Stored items
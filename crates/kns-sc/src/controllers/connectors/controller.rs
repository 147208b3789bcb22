//!
//! # Connector executor
//!
//! Deploys desired connectors on every connect cluster of a managed cluster
//! and mirrors the runtime state into the connector status.
//!
use std::collections::HashSet;
use std::sync::Arc;

use async_trait::async_trait;
use chrono::Utc;
use futures_util::future::join_all;
use tracing::{debug, error, info, instrument, warn};

use kns_metadata::connector::{CONNECTOR_NAME_KEY, ConnectorSpec, ConnectorStatus};
use kns_metadata::core::{ObjectMeta, Resource};
use kns_store::{NameSpace, ResourceRepository};

use crate::clients::{ConnectClient, ConnectorInfo, bounded};
use crate::controllers::{CycleReport, Executor, update_status};
use crate::core::SharedContext;
use crate::{RemoteError, Result};

use super::plan_connectors;

#[derive(Debug, Default)]
struct Observed {
    infos: Vec<ConnectorInfo>,
    unreadable: Vec<(String, RemoteError)>,
}

#[derive(Debug)]
pub struct ConnectorReconciler<R> {
    ctx: SharedContext<R>,
    cluster: String,
}

impl<R: ResourceRepository> ConnectorReconciler<R> {
    pub fn new(ctx: SharedContext<R>, cluster: impl Into<String>) -> Self {
        Self {
            ctx,
            cluster: cluster.into(),
        }
    }

    fn connect_clusters(&self) -> Vec<(String, Arc<dyn ConnectClient>)> {
        self.ctx
            .cluster(&self.cluster)
            .map(|clients| {
                clients
                    .connects()
                    .map(|(name, client)| (name.clone(), client.clone()))
                    .collect()
            })
            .unwrap_or_default()
    }

    async fn desired(&self, connect_cluster: &str) -> Result<Vec<Resource<ConnectorSpec>>> {
        let connectors = self.ctx.repo().list::<ConnectorSpec>(&NameSpace::All).await?;
        Ok(connectors
            .into_iter()
            .filter(|c| c.cluster() == self.cluster && c.spec.connect_cluster == connect_cluster)
            .collect())
    }

    /// Connectors running on the runtime. A connector that cannot be read is
    /// returned apart, the listing itself failing is the only error.
    async fn actual(&self, client: &dyn ConnectClient) -> Result<Observed, RemoteError> {
        let timeout = self.ctx.remote_timeout();
        let names = bounded(timeout, client.list_connectors()).await?;
        let results = join_all(
            names
                .iter()
                .map(|name| bounded(timeout, client.connector(name))),
        )
        .await;

        let mut observed = Observed::default();
        for (name, result) in names.into_iter().zip(results) {
            match result {
                Ok(Some(info)) => observed.infos.push(info),
                // deleted since listed
                Ok(None) => {}
                Err(err) => {
                    warn!(name, "unable to read connector: {err}");
                    observed.unreadable.push((name, err));
                }
            }
        }
        Ok(observed)
    }

    /// connectors of the runtimes without desired state, shaped as imported resources
    pub async fn unsynchronized(&self) -> Result<Vec<Resource<ConnectorSpec>>> {
        let mut imported = vec![];
        for (connect_cluster, client) in self.connect_clusters() {
            let observed = self.actual(client.as_ref()).await?;
            let plan = plan_connectors(self.desired(&connect_cluster).await?, observed.infos);
            for info in plan.unsynchronized {
                let mut spec = ConnectorSpec::new(&connect_cluster);
                spec.config = info.config.clone();
                spec.config.remove(CONNECTOR_NAME_KEY);
                let metadata = ObjectMeta {
                    name: info.name.clone(),
                    cluster: self.cluster.clone(),
                    creation_timestamp: Some(Utc::now()),
                    ..Default::default()
                };
                imported.push(
                    Resource::new(metadata, spec).with_status(ConnectorStatus::imported(info.status)),
                );
            }
        }
        Ok(imported)
    }

    async fn deploy(
        &self,
        client: &dyn ConnectClient,
        resource: &Resource<ConnectorSpec>,
    ) -> Result<ConnectorStatus, RemoteError> {
        let timeout = self.ctx.remote_timeout();
        let name = resource.name();
        info!(name, connect = %resource.spec.connect_cluster, "deploying connector");
        bounded(timeout, client.put_connector(name, &resource.spec.config)).await?;
        let status = bounded(timeout, client.connector(name))
            .await?
            .map(|info| info.status)
            .unwrap_or_default();
        Ok(ConnectorStatus {
            last_update: Some(Utc::now()),
            ..status
        })
    }

    async fn sync_connect_cluster(
        &self,
        connect_cluster: &str,
        client: &dyn ConnectClient,
        read_only: bool,
        report: &mut CycleReport,
    ) -> Result<()> {
        let observed = match self.actual(client).await {
            Ok(observed) => observed,
            Err(err) => {
                error!(connect = connect_cluster, "unable to list connectors: {err}");
                report
                    .failed
                    .push((format!("connect cluster {connect_cluster}"), err.to_string()));
                return Ok(());
            }
        };
        let mut unreadable = HashSet::new();
        for (name, err) in observed.unreadable {
            report.failed.push((name.clone(), err.to_string()));
            unreadable.insert(name);
        }
        // unreadable connectors are left as they are until the next cycle
        let desired: Vec<_> = self
            .desired(connect_cluster)
            .await?
            .into_iter()
            .filter(|resource| !unreadable.contains(resource.name()))
            .collect();
        let deployed: HashSet<String> = observed.infos.iter().map(|info| info.name.clone()).collect();
        let plan = plan_connectors(desired, observed.infos);
        debug!(
            connect = connect_cluster,
            deploy = plan.deploy.len(),
            in_sync = plan.in_sync.len(),
            "connector plan"
        );

        for info in &plan.unsynchronized {
            info!(name = %info.name, connect = connect_cluster, "unsynchronized connector");
            report.unsynchronized.push(info.name.clone());
        }

        if read_only {
            for resource in &plan.deploy {
                info!(name = %resource.name(), "read only, planned deployment");
            }
            return Ok(());
        }

        for resource in plan.deploy {
            let name = resource.name().to_owned();
            let status = match self.deploy(client, &resource).await {
                Ok(status) => {
                    if deployed.contains(&name) {
                        report.updated.push(name);
                    } else {
                        report.created.push(name);
                    }
                    status
                }
                Err(err) => {
                    error!(name, "connector deployment failed: {err}");
                    report.failed.push((name, err.to_string()));
                    ConnectorStatus::failed(err.message())
                }
            };
            update_status(
                self.ctx.repo().as_ref(),
                &resource,
                status,
                ConnectorStatus::same_outcome,
            )
            .await?;
        }

        for (resource, info) in plan.in_sync {
            let status = ConnectorStatus {
                last_update: Some(Utc::now()),
                ..info.status
            };
            update_status(
                self.ctx.repo().as_ref(),
                &resource,
                status,
                ConnectorStatus::same_outcome,
            )
            .await?;
        }
        Ok(())
    }
}

#[async_trait]
impl<R: ResourceRepository> Executor for ConnectorReconciler<R> {
    fn name(&self) -> String {
        format!("{}-connector", self.cluster)
    }

    #[instrument(skip(self), fields(cluster = %self.cluster))]
    async fn run_cycle(&self) -> anyhow::Result<CycleReport> {
        let read_only = self
            .ctx
            .cluster(&self.cluster)
            .map(|clients| clients.config().read_only)
            .unwrap_or(true);
        let mut report = CycleReport {
            planned_only: read_only,
            ..Default::default()
        };

        let connect_clusters = self.connect_clusters();
        if connect_clusters.is_empty() {
            warn!("no connect cluster configured");
        }
        for (connect_cluster, client) in connect_clusters {
            self.sync_connect_cluster(&connect_cluster, client.as_ref(), read_only, &mut report)
                .await?;
        }
        Ok(report)
    }
}
use tracing::{debug, trace};

use kns_metadata::core::Resource;
use kns_metadata::extended::SpecExt;
use kns_store::{Precondition, ResourceRepository};

use crate::Result;

/// Write an observed status unless it has the same outcome as the stored one.
/// The write is skipped when the resource changed since it was listed, the
/// next cycle sees the new revision.
pub async fn update_status<S, R, F>(
    repo: &R,
    resource: &Resource<S>,
    status: S::Status,
    same_outcome: F,
) -> Result<bool>
where
    S: SpecExt,
    R: ResourceRepository,
    F: Fn(&S::Status, &S::Status) -> bool,
{
    if let Some(current) = &resource.status {
        if same_outcome(current, &status) {
            trace!(name = %resource.name(), "status unchanged");
            return Ok(false);
        }
    }

    let updated = resource.clone().with_status(status);
    match repo
        .put(updated, Precondition::Revision(resource.revision()))
        .await
    {
        Ok(_) => Ok(true),
        Err(err) if err.is_conflict() => {
            debug!(kind = S::LABEL, name = %resource.name(), "changed during cycle, status deferred");
            Ok(false)
        }
        Err(err) => Err(err.into()),
    }
}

## Try it
In the entries above, find each line with "next" and list it.

## Output of the task
        // unreadable connectors are left as they are until the next cycle
/// next cycle sees the new revision.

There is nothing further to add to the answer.